### Required work
Return the lines below that carry the word "LocalReplacements".

### Records provided
***

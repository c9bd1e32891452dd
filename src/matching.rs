//! # Match Engine Module
//!
//! Scores a single recipe against the ingredients a user has on hand.
//!
//! ## Scoring rules
//!
//! - An ingredient the user has (case-insensitive) counts as a match.
//! - Otherwise its substitutes are looked up in the full [`SubstitutionGraph`].
//!   If any of them is on hand, the ingredient still counts as a match and
//!   the substitutes on hand are reported as *used*.
//! - Anything else is reported as *missing*.
//!
//! Substitution is followed one hop only: substitutes of substitutes are
//! never considered.

use log::trace;
use serde::Serialize;
use std::collections::HashSet;

use crate::catalog::Recipe;
use crate::substitutions::SubstitutionGraph;

/// The ingredients a user has on hand, case-folded for comparison
#[derive(Debug, Clone, Default, PartialEq, Eq)]
pub struct UserIngredients {
    items: HashSet<String>,
}

impl UserIngredients {
    /// Build the set from raw names; names are trimmed and lowercased, blanks are dropped
    pub fn new<I, S>(ingredients: I) -> Self
    where
        I: IntoIterator<Item = S>,
        S: AsRef<str>,
    {
        let items = ingredients
            .into_iter()
            .map(|s| s.as_ref().trim().to_lowercase())
            .filter(|s| !s.is_empty())
            .collect();
        Self { items }
    }

    /// Whether `ingredient` is on hand, compared case-insensitively
    pub fn contains(&self, ingredient: &str) -> bool {
        self.items.contains(&ingredient.to_lowercase())
    }

    pub fn len(&self) -> usize {
        self.items.len()
    }

    pub fn is_empty(&self) -> bool {
        self.items.is_empty()
    }
}

impl<S: AsRef<str>> FromIterator<S> for UserIngredients {
    fn from_iter<I: IntoIterator<Item = S>>(iter: I) -> Self {
        Self::new(iter)
    }
}

/// Insertion-ordered mapping from an ingredient to a list of substitutes
///
/// Entries keep the order in which the recipe declares its ingredients.
#[derive(Debug, Clone, Default, PartialEq, Eq, Serialize)]
pub struct Replacements {
    entries: Vec<(String, Vec<String>)>,
}

impl Replacements {
    pub fn new() -> Self {
        Self::default()
    }

    /// Record substitutes for an ingredient, replacing any previous entry for it
    pub fn insert(&mut self, ingredient: String, substitutes: Vec<String>) {
        match self.entries.iter_mut().find(|(k, _)| *k == ingredient) {
            Some((_, existing)) => *existing = substitutes,
            None => self.entries.push((ingredient, substitutes)),
        }
    }

    pub fn get(&self, ingredient: &str) -> Option<&[String]> {
        self.entries
            .iter()
            .find(|(k, _)| k == ingredient)
            .map(|(_, v)| v.as_slice())
    }

    pub fn contains_key(&self, ingredient: &str) -> bool {
        self.get(ingredient).is_some()
    }

    pub fn iter(&self) -> impl Iterator<Item = (&str, &[String])> {
        self.entries.iter().map(|(k, v)| (k.as_str(), v.as_slice()))
    }

    pub fn len(&self) -> usize {
        self.entries.len()
    }

    pub fn is_empty(&self) -> bool {
        self.entries.is_empty()
    }
}

impl<K, V, S> FromIterator<(K, V)> for Replacements
where
    K: Into<String>,
    V: IntoIterator<Item = S>,
    S: Into<String>,
{
    fn from_iter<I: IntoIterator<Item = (K, V)>>(iter: I) -> Self {
        let mut replacements = Replacements::new();
        for (ingredient, substitutes) in iter {
            replacements.insert(
                ingredient.into(),
                substitutes.into_iter().map(Into::into).collect(),
            );
        }
        replacements
    }
}

/// Outcome of scoring one recipe against one set of user ingredients
#[derive(Debug, Clone, PartialEq, Serialize)]
pub struct MatchOutcome {
    /// Share of required ingredients covered, 0.0 to 100.0
    pub percentage: f64,
    /// Ingredients neither on hand nor covered by a substitute, lowercase, recipe order
    pub missing: Vec<String>,
    /// For each covered-by-substitute ingredient, the substitutes on hand
    pub used_replacements: Replacements,
    /// For each ingredient not on hand, every substitute the graph knows (possibly none)
    pub all_replacements: Replacements,
}

/// Score `recipe` against the user's ingredients
///
/// # Arguments
///
/// * `recipe` - The recipe to score
/// * `graph` - The catalog-wide substitution graph (not the recipe-local mapping)
/// * `user` - Ingredients on hand
///
/// # Returns
///
/// A [`MatchOutcome`]; a recipe declaring no ingredients scores 0.
///
/// # Examples
///
/// ```rust
/// use recipe_finder::catalog::Catalog;
/// use recipe_finder::matching::{score, UserIngredients};
/// use recipe_finder::substitutions::SubstitutionGraph;
///
/// let catalog = Catalog::from_json_str(r#"[
///     {"name": "Omelette", "ingredients": ["egg", "milk", "salt"], "time": 10,
///      "complexity": "light", "replacements": {"milk": ["cream"]}}
/// ]"#)?;
/// let graph = SubstitutionGraph::build(catalog.recipes());
/// let user = UserIngredients::new(["Egg", "cream", "salt"]);
///
/// let outcome = score(&catalog.recipes()[0], &graph, &user);
/// assert_eq!(outcome.percentage, 100.0);
/// assert!(outcome.missing.is_empty());
/// assert_eq!(outcome.used_replacements.get("milk").unwrap(), ["cream"]);
/// # Ok::<(), recipe_finder::catalog::LoadError>(())
/// ```
pub fn score(recipe: &Recipe, graph: &SubstitutionGraph, user: &UserIngredients) -> MatchOutcome {
    let mut matches = 0usize;
    let mut missing = Vec::new();
    let mut used_replacements = Replacements::new();
    let mut all_replacements = Replacements::new();

    for ingredient in recipe.ingredients.iter().map(|i| i.to_lowercase()) {
        if user.contains(&ingredient) {
            matches += 1;
            continue;
        }

        let known = graph.substitutes(&ingredient);
        let available: Vec<String> = known
            .unwrap_or_default()
            .iter()
            .filter(|sub| user.contains(sub))
            .cloned()
            .collect();

        all_replacements.insert(ingredient.clone(), known.unwrap_or_default().to_vec());

        if available.is_empty() {
            trace!("'{}' is missing for recipe '{}'", ingredient, recipe.name);
            missing.push(ingredient);
        } else {
            trace!(
                "'{}' covered by {:?} for recipe '{}'",
                ingredient,
                available,
                recipe.name
            );
            matches += 1;
            used_replacements.insert(ingredient, available);
        }
    }

    let total = recipe.ingredients.len();
    let percentage = if total > 0 {
        matches as f64 / total as f64 * 100.0
    } else {
        0.0
    };

    MatchOutcome {
        percentage,
        missing,
        used_replacements,
        all_replacements,
    }
}

#[cfg(test)]
mod tests {
    use super::*;
    use crate::catalog::{Complexity, LocalReplacements};

    fn recipe(ingredients: &[&str], replacements: Vec<(&str, Vec<&str>)>) -> Recipe {
        Recipe {
            name: "Test".to_string(),
            ingredients: ingredients.iter().map(|s| s.to_string()).collect(),
            time: 10.0,
            complexity: Complexity::Light,
            replacements: LocalReplacements::new(
                replacements
                    .into_iter()
                    .map(|(k, v)| (k.to_string(), v.into_iter().map(String::from).collect()))
                    .collect(),
            ),
        }
    }

    fn score_one(recipe: &Recipe, user: &[&str]) -> MatchOutcome {
        let graph = SubstitutionGraph::build(std::slice::from_ref(recipe));
        score(recipe, &graph, &UserIngredients::new(user))
    }

    #[test]
    fn test_user_ingredients_case_folded_and_trimmed() {
        let user = UserIngredients::new([" Egg ", "MILK", "", "   "]);
        assert_eq!(user.len(), 2);
        assert!(user.contains("egg"));
        assert!(user.contains("Milk"));
    }

    #[test]
    fn test_direct_matches() {
        let outcome = score_one(&recipe(&["Egg", "milk"], vec![]), &["egg", "MILK"]);
        assert_eq!(outcome.percentage, 100.0);
        assert!(outcome.missing.is_empty());
        assert!(outcome.used_replacements.is_empty());
        assert!(outcome.all_replacements.is_empty());
    }

    #[test]
    fn test_substitute_covers_missing_ingredient() {
        let r = recipe(&["egg", "milk", "salt"], vec![("milk", vec!["cream"])]);
        let outcome = score_one(&r, &["egg", "cream", "salt"]);

        assert_eq!(outcome.percentage, 100.0);
        assert!(outcome.missing.is_empty());
        assert_eq!(outcome.used_replacements.get("milk").unwrap(), ["cream"]);
        assert_eq!(outcome.all_replacements.get("milk").unwrap(), ["cream"]);
    }

    #[test]
    fn test_partial_match_keeps_recipe_order() {
        let r = recipe(&["egg", "milk", "salt"], vec![("milk", vec!["cream"])]);
        let outcome = score_one(&r, &["egg"]);

        assert!((outcome.percentage - 100.0 / 3.0).abs() < 1e-9);
        assert_eq!(outcome.missing, vec!["milk", "salt"]);
        assert!(outcome.used_replacements.is_empty());
        assert_eq!(outcome.all_replacements.get("milk").unwrap(), ["cream"]);
        assert_eq!(outcome.all_replacements.get("salt"), Some(&[][..]));
    }

    #[test]
    fn test_zero_ingredients_scores_zero() {
        let outcome = score_one(&recipe(&[], vec![]), &["egg"]);
        assert_eq!(outcome.percentage, 0.0);
        assert!(outcome.missing.is_empty());
    }

    #[test]
    fn test_only_available_substitutes_are_used() {
        let r = recipe(&["butter"], vec![("butter", vec!["margarine", "oil", "ghee"])]);
        let outcome = score_one(&r, &["ghee", "oil"]);

        assert_eq!(outcome.percentage, 100.0);
        assert_eq!(outcome.used_replacements.get("butter").unwrap(), ["oil", "ghee"]);
        assert_eq!(
            outcome.all_replacements.get("butter").unwrap(),
            ["margarine", "oil", "ghee"]
        );
    }

    #[test]
    fn test_substitution_is_one_hop() {
        let r = recipe(
            &["milk"],
            vec![("milk", vec!["cream"]), ("cream", vec!["yogurt"])],
        );
        let outcome = score_one(&r, &["yogurt"]);
        assert_eq!(outcome.percentage, 0.0);
        assert_eq!(outcome.missing, vec!["milk"]);
    }

    #[test]
    fn test_graph_from_other_recipes_is_used() {
        let pancakes = recipe(&["flour", "milk"], vec![]);
        let omelette = recipe(&["egg"], vec![("Milk", vec!["Cream"])]);
        let graph = SubstitutionGraph::build(&[pancakes.clone(), omelette]);

        let outcome = score(&pancakes, &graph, &UserIngredients::new(["flour", "cream"]));
        assert_eq!(outcome.percentage, 100.0);
        assert_eq!(outcome.used_replacements.get("milk").unwrap(), ["cream"]);
    }

    #[test]
    fn test_empty_declaration_recorded_in_all_replacements() {
        let r = recipe(&["saffron"], vec![("saffron", vec![])]);
        let outcome = score_one(&r, &["salt"]);
        assert_eq!(outcome.missing, vec!["saffron"]);
        assert_eq!(outcome.all_replacements.get("saffron"), Some(&[][..]));
    }

    #[test]
    fn test_replacements_insert_overwrites_existing_key() {
        let mut replacements = Replacements::new();
        replacements.insert("milk".to_string(), vec!["cream".to_string()]);
        replacements.insert("salt".to_string(), vec![]);
        replacements.insert("milk".to_string(), vec!["kefir".to_string()]);

        let keys: Vec<&str> = replacements.iter().map(|(k, _)| k).collect();
        assert_eq!(keys, vec!["milk", "salt"]);
        assert_eq!(replacements.get("milk").unwrap(), ["kefir"]);
    }
}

***

### Response box
    use crate::catalog::{Complexity, LocalReplacements};
            replacements: LocalReplacements::new(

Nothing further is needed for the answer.